RECORDS SUPPLIED Block Start

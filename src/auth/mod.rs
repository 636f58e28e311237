// SPDX-License-Identifier: AGPL-3.0-or-later
//
// Copyright (C) 2026 Relational Network

//! # Authentication Module
//!
//! Admin endpoints require a bearer JWT. Tokens are issued elsewhere; this
//! service only verifies them.
//!
//! ## Auth Flow
//!
//! 1. Client sends `Authorization: Bearer <JWT>`
//! 2. Server verifies the HS256 signature and expiry (60 s clock skew)
//! 3. `role` must be `admin`; `sub` becomes the principal id used for
//!    ownership checks on submission records
//!
//! The submission intake endpoint is anonymous and never inspects headers.

pub mod claims;
pub mod error;
pub mod extractor;

pub use claims::{AdminClaims, AdminPrincipal, ADMIN_ROLE};
pub use error::AuthError;
pub use extractor::{verify_token, Admin};
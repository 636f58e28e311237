// SPDX-License-Identifier: AGPL-3.0-or-later
//
// Copyright (C) 2026 Relational Network

//! Cloak - Anonymous Encrypted Submission Service
//!
//! Anonymous parties submit a message and up to five files. Each submission
//! gets its own P-521 key material; content is encrypted under a key agreed
//! with the operator's recipient key, so only the operator can read it.
//!
//! ## Modules
//!
//! - `api` - HTTP API handlers (Axum)
//! - `auth` - Admin token verification (HS256 JWT)
//! - `crypto` - Key material, key agreement, content encryption
//! - `storage` - Submission database, blob store, audit log
//! - `submission` - Intake validation and the submission pipeline
//! - `admin` - Operator-side decryption

pub mod admin;
pub mod api;
pub mod auth;
pub mod config;
pub mod crypto;
pub mod error;
pub mod logging;
pub mod state;
pub mod storage;
pub mod submission;

#[cfg(test)]
mod test_support;
// SPDX-License-Identifier: AGPL-3.0-or-later
//
// Copyright (C) 2026 Relational Network

//! Authentication errors.

use axum::{
    http::StatusCode,
    response::{IntoResponse, Response},
    Json,
};
use serde::Serialize;

/// Authentication error type.
#[derive(Debug, thiserror::Error)]
pub enum AuthError {
    /// No authorization header present
    #[error("Authorization header is required")]
    MissingAuthHeader,
    /// Invalid authorization header format
    #[error("Invalid authorization header format (expected 'Bearer <token>')")]
    InvalidAuthHeader,
    /// Token is malformed
    #[error("Token is malformed")]
    MalformedToken,
    /// Token signature is invalid
    #[error("Token signature is invalid")]
    InvalidSignature,
    /// Token has expired
    #[error("Token has expired")]
    TokenExpired,
    /// Token is not yet valid
    #[error("Token is not yet valid")]
    TokenNotYetValid,
    /// Token is valid but does not carry the admin role
    #[error("Insufficient permissions for this operation")]
    InsufficientPermissions,
}

#[derive(Serialize)]
struct AuthErrorBody {
    error: String,
    error_code: String,
}

impl AuthError {
    /// Get the error code for this error.
    pub fn error_code(&self) -> &'static str {
        match self {
            AuthError::MissingAuthHeader => "missing_auth_header",
            AuthError::InvalidAuthHeader => "invalid_auth_header",
            AuthError::MalformedToken => "malformed_token",
            AuthError::InvalidSignature => "invalid_signature",
            AuthError::TokenExpired => "token_expired",
            AuthError::TokenNotYetValid => "token_not_yet_valid",
            AuthError::InsufficientPermissions => "insufficient_permissions",
        }
    }

    /// Get the HTTP status code for this error.
    pub fn status_code(&self) -> StatusCode {
        match self {
            AuthError::InsufficientPermissions => StatusCode::FORBIDDEN,
            _ => StatusCode::UNAUTHORIZED,
        }
    }
}

impl IntoResponse for AuthError {
    fn into_response(self) -> Response {
        let status = self.status_code();
        let body = Json(AuthErrorBody {
            error: self.to_string(),
            error_code: self.error_code().to_string(),
        });
        (status, body).into_response()
    }
}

RECORDS SUPPLIED Block End

Note how many lines of the material hold the word "TokenNotYetValid", then state that number alone.

**RESULT BELOW:** 2